Modisch oder Modern? - Hauptsache Mozart!

Glücklicherweise handelt nicht mal die alljährliche Operninszenierung danach, die stets als Koproduktion der Musikhochschule mit der Hochschule für Bildende Künste Dresden (Bühnenbild und Kostüme) im Kleinen Haus des Staatsschauspiels herauskommt. In diesem Jahr hat sie sogar Fortschritte gemacht und eine inszenatorisch halbwegs ausgewogene Produktion der Opernklasse auf die Bühne gebracht.

Bei Mozarts „Così fan tutte“, so könnte man denken, ist ja gar nicht falsch zu machen. Was erwiesenermaßen ein Trugschluss ist. Wieso aber eine Frau als Regisseurin – Barbara Beyer als Leiterin der Opernklasse – die Frauen in dieser Treueprobe als Spiel im Spiel regelrecht vorführen will, muss ihr Geheimnis bleiben. Dabei hat alles hübsch bunt begonnen: Die Schwestern Dorabella und Fiordiligi hausen in einem durchaus luxuriösen Ambiente aus Wohnraum und Dachterrasse, zu dem lediglich ihre etwas schlampigen Outfits nicht recht passen mögen. Dass sie ihre Liebsten Ferrando und Guglielmo auf Mobiltelefonen anschwärmen, fügt sich hingegen glaubhaft ein. Hätte Mozart heute wohl auch so gemacht.

Aber just wenn Don Alfonsos perfide Wette um die (Un-)Treue der Frauen zu scheitern droht, schütten sich die beiden Schwestern mit Whiskey und Wodka zu, wodurch die kaum verkleideten Herren natürlich eher zum Zuge kommen - und kräftig ernüchtert sind.

Mozart würde Handy tragen

Nachdem der erste Akt heiter bis albern geriet, wächst nach der Pause der psychologische Gehalt dieser „Schule der Liebenden“. Plötzlich sind Ferrando und Guglielmo entsetzt, wie Recht Don Alfonso doch hat, und fallen übereinander her. Am Ende tun sich keine menschlichen Abgründe auf, sondern purer Alltag. Durch diese Schule sind beide Paare gegangen, einschließlich Despina, die fesche Haushälterin, die das böse Spiel Alfonsos verkleidetermaßen unterstützt.

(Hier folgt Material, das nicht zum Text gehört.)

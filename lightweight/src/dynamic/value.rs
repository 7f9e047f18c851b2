use core::cmp::min;
use core::hash::{BuildHasher, Hash, Hasher};
use std::collections::hash_map::RandomState;
use std::collections::HashMap;

use ufotofu::{BulkConsumer, BulkProducer};

use super::{FieldShape, Shape};
use crate::sequence::PREALLOCATION_LIMIT;
use crate::varint::{self, decode_len, encode_len};
use crate::{Decodable, DecodeError, Encodable, EncodeError, RawText};

/// A value whose shape is only known at runtime.
///
/// Integers are stored at their widest; the width only matters when decoding, where it is given by the [`Shape`] of the destination.
#[derive(Debug, Clone, PartialEq)]
pub enum Value {
    /// A boolean.
    Bool(bool),
    /// An unsigned integer of any width.
    Unsigned(u64),
    /// A signed integer of any width.
    Signed(i64),
    /// A 32-bit float.
    F32(f32),
    /// A 64-bit float.
    F64(f64),
    /// Text, as raw bytes that need not be valid UTF-8.
    Text(RawText),
    /// A sequence of values, either of variable or of fixed length.
    Seq(Vec<Value>),
    /// An associative collection, as key-value pairs in encoding order.
    Map(Vec<(Value, Value)>),
    /// A record of fields, in declaration order.
    Aggregate(Vec<Field>),
    /// A value without an encoding, such as a handle to some external resource. Carries a description of its type.
    Opaque(String),
}

/// A named field of a [`Value::Aggregate`].
#[derive(Debug, Clone, PartialEq)]
pub struct Field {
    /// The name of the field.
    pub name: String,
    /// Whether the field is externally accessible. Fields that are not are skipped when encoding and decoding.
    pub public: bool,
    /// The value of the field.
    pub value: Value,
}

impl Field {
    /// Creates an externally accessible field.
    pub fn public<N: Into<String>>(name: N, value: Value) -> Self {
        Field {
            name: name.into(),
            public: true,
            value,
        }
    }

    /// Creates a field that is skipped when encoding and decoding.
    pub fn private<N: Into<String>>(name: N, value: Value) -> Self {
        Field {
            name: name.into(),
            public: false,
            value,
        }
    }
}

/// Consistent with `PartialEq`: floats hash by their bits, except that both zeros hash alike.
impl Hash for Value {
    fn hash<H: Hasher>(&self, state: &mut H) {
        core::mem::discriminant(self).hash(state);
        match self {
            Value::Bool(b) => b.hash(state),
            Value::Unsigned(n) => n.hash(state),
            Value::Signed(n) => n.hash(state),
            Value::F32(f) => (if *f == 0.0 { 0 } else { f.to_bits() }).hash(state),
            Value::F64(f) => (if *f == 0.0 { 0 } else { f.to_bits() }).hash(state),
            Value::Text(text) => text.hash(state),
            Value::Seq(items) => items.hash(state),
            Value::Map(pairs) => pairs.hash(state),
            Value::Aggregate(fields) => fields.hash(state),
            Value::Opaque(name) => name.hash(state),
        }
    }
}

impl Hash for Field {
    fn hash<H: Hasher>(&self, state: &mut H) {
        self.name.hash(state);
        self.public.hash(state);
        self.value.hash(state);
    }
}

impl From<bool> for Value {
    fn from(value: bool) -> Self {
        Value::Bool(value)
    }
}

impl From<u64> for Value {
    fn from(value: u64) -> Self {
        Value::Unsigned(value)
    }
}

impl From<i64> for Value {
    fn from(value: i64) -> Self {
        Value::Signed(value)
    }
}

impl From<f32> for Value {
    fn from(value: f32) -> Self {
        Value::F32(value)
    }
}

impl From<f64> for Value {
    fn from(value: f64) -> Self {
        Value::F64(value)
    }
}

impl From<String> for Value {
    fn from(value: String) -> Self {
        Value::Text(RawText::from(value))
    }
}

impl From<&str> for Value {
    fn from(value: &str) -> Self {
        Value::Text(RawText::from(value))
    }
}

impl From<Vec<Value>> for Value {
    fn from(value: Vec<Value>) -> Self {
        Value::Seq(value)
    }
}

impl Value {
    /// Decodes a value of the given shape.
    ///
    /// Errors with [`DecodeError::UnsupportedType`] upon reaching a [`Shape::Opaque`] that is not skipped, and with [`DecodeError::InvalidDestination`] upon reaching an aggregate that declares a field name more than once.
    ///
    /// Text is not validated. Map keys are deduplicated with `PartialEq`, the later duplicate winning. A sequence whose elements have an empty encoding takes time proportional to its encoded count.
    pub async fn decode_as<P>(
        shape: &Shape,
        producer: &mut P,
    ) -> Result<Self, DecodeError<P::Final, P::Error>>
    where
        P: BulkProducer<Item = u8>,
    {
        decode_dynamic(shape, producer).await
    }
}

/// Errors with [`EncodeError::UnsupportedType`] upon reaching a [`Value::Opaque`] that is not skipped.
impl Encodable for Value {
    async fn encode<C>(&self, consumer: &mut C) -> Result<(), EncodeError<C::Error>>
    where
        C: BulkConsumer<Item = u8>,
    {
        encode_dynamic(self, consumer).await
    }
}

async fn encode_dynamic<C>(value: &Value, consumer: &mut C) -> Result<(), EncodeError<C::Error>>
where
    C: BulkConsumer<Item = u8>,
{
    match value {
        Value::Bool(b) => b.encode(consumer).await,
        Value::Unsigned(n) => varint::encode_unsigned(*n, consumer).await,
        Value::Signed(n) => varint::encode_signed(*n, consumer).await,
        Value::F32(f) => f.encode(consumer).await,
        Value::F64(f) => f.encode(consumer).await,
        Value::Text(text) => text.encode(consumer).await,
        Value::Seq(items) => {
            encode_len(items.len(), consumer).await?;
            for item in items {
                Box::pin(encode_dynamic(item, consumer)).await?;
            }
            Ok(())
        }
        Value::Map(pairs) => {
            encode_len(pairs.len(), consumer).await?;
            for (key, value) in pairs {
                Box::pin(encode_dynamic(key, consumer)).await?;
                Box::pin(encode_dynamic(value, consumer)).await?;
            }
            Ok(())
        }
        Value::Aggregate(fields) => {
            for field in fields.iter().filter(|field| field.public) {
                Box::pin(encode_dynamic(&field.value, consumer)).await?;
            }
            Ok(())
        }
        Value::Opaque(name) => Err(EncodeError::UnsupportedType(name.clone())),
    }
}

async fn decode_dynamic<P>(
    shape: &Shape,
    producer: &mut P,
) -> Result<Value, DecodeError<P::Final, P::Error>>
where
    P: BulkProducer<Item = u8>,
{
    match shape {
        Shape::Bool => Ok(Value::Bool(bool::decode(producer).await?)),
        Shape::Unsigned(width) => {
            let n = varint::decode_unsigned(producer).await?;
            Ok(Value::Unsigned(width.truncate_unsigned(n)))
        }
        Shape::Signed(width) => {
            let n = varint::decode_signed(producer).await?;
            Ok(Value::Signed(width.truncate_signed(n)))
        }
        Shape::F32 => Ok(Value::F32(f32::decode(producer).await?)),
        Shape::F64 => Ok(Value::F64(f64::decode(producer).await?)),
        Shape::Text => Ok(Value::Text(RawText::decode(producer).await?)),
        Shape::Seq(item) => {
            let len = decode_len(producer).await?;
            Ok(Value::Seq(decode_dynamic_items(item, len, producer).await?))
        }
        Shape::Array(item, expected) => {
            let len = decode_len(producer).await?;
            if len != *expected {
                return Err(DecodeError::LengthMismatch {
                    expected: *expected,
                    actual: len,
                });
            }
            Ok(Value::Seq(decode_dynamic_items(item, len, producer).await?))
        }
        Shape::Map(key_shape, value_shape) => {
            let len = decode_len(producer).await?;
            let mut pairs: Vec<(Value, Value)> = Vec::with_capacity(min(len, PREALLOCATION_LIMIT));
            // Positions in `pairs`, by hash of the key.
            let mut index: HashMap<u64, Vec<usize>> = HashMap::new();
            let hasher = RandomState::new();

            for _ in 0..len {
                let key = Box::pin(decode_dynamic(key_shape, producer)).await?;
                let value = Box::pin(decode_dynamic(value_shape, producer)).await?;

                let positions = index.entry(hasher.hash_one(&key)).or_default();
                match positions.iter().copied().find(|&i| pairs[i].0 == key) {
                    Some(i) => pairs[i].1 = value,
                    None => {
                        positions.push(pairs.len());
                        pairs.push((key, value));
                    }
                }
            }

            Ok(Value::Map(pairs))
        }
        Shape::Aggregate(fields) => {
            ensure_distinct_names(fields)?;

            let mut decoded = Vec::with_capacity(fields.len());
            for field in fields {
                let value = if field.public {
                    Box::pin(decode_dynamic(&field.shape, producer)).await?
                } else {
                    field.shape.zero_value()
                };

                decoded.push(Field {
                    name: field.name.clone(),
                    public: field.public,
                    value,
                });
            }

            Ok(Value::Aggregate(decoded))
        }
        Shape::Opaque(name) => Err(DecodeError::UnsupportedType(name.clone())),
    }
}

async fn decode_dynamic_items<P>(
    item: &Shape,
    len: usize,
    producer: &mut P,
) -> Result<Vec<Value>, DecodeError<P::Final, P::Error>>
where
    P: BulkProducer<Item = u8>,
{
    let mut items = Vec::with_capacity(min(len, PREALLOCATION_LIMIT));
    for _ in 0..len {
        items.push(Box::pin(decode_dynamic(item, producer)).await?);
    }
    Ok(items)
}

/// An aggregate destination is addressed by field name, so every name may occur only once.
fn ensure_distinct_names<F, E>(fields: &[FieldShape]) -> Result<(), DecodeError<F, E>> {
    for (i, field) in fields.iter().enumerate() {
        if fields[..i].iter().any(|earlier| earlier.name == field.name) {
            return Err(DecodeError::InvalidDestination(format!(
                "field `{}` is declared more than once",
                field.name
            )));
        }
    }
    Ok(())
}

Neben dem Unterhaltungsfaktor liegt der Wert dieser Produktion vor allem im Austesten des Spielerischen und Sängerischen. In der Premierenbesetzung gelangen glaubhafte Szenen von hoher Musikalität. Julia Pietrusewicz und Sol Her wechseln von gelangweilten Mädchen im Schlabberlook zu selbstbewussten Schönheiten, Seongsoo Ryu und Damien Gastl reifen in ähnlicher Weise von WG-Jungs zu erfahrenen Männern. Stimmlich liefern sie alle jugendliche Pracht und Flexibilität ab, was in Ensembles und Soli immer wieder zu Szenenapplaus führt.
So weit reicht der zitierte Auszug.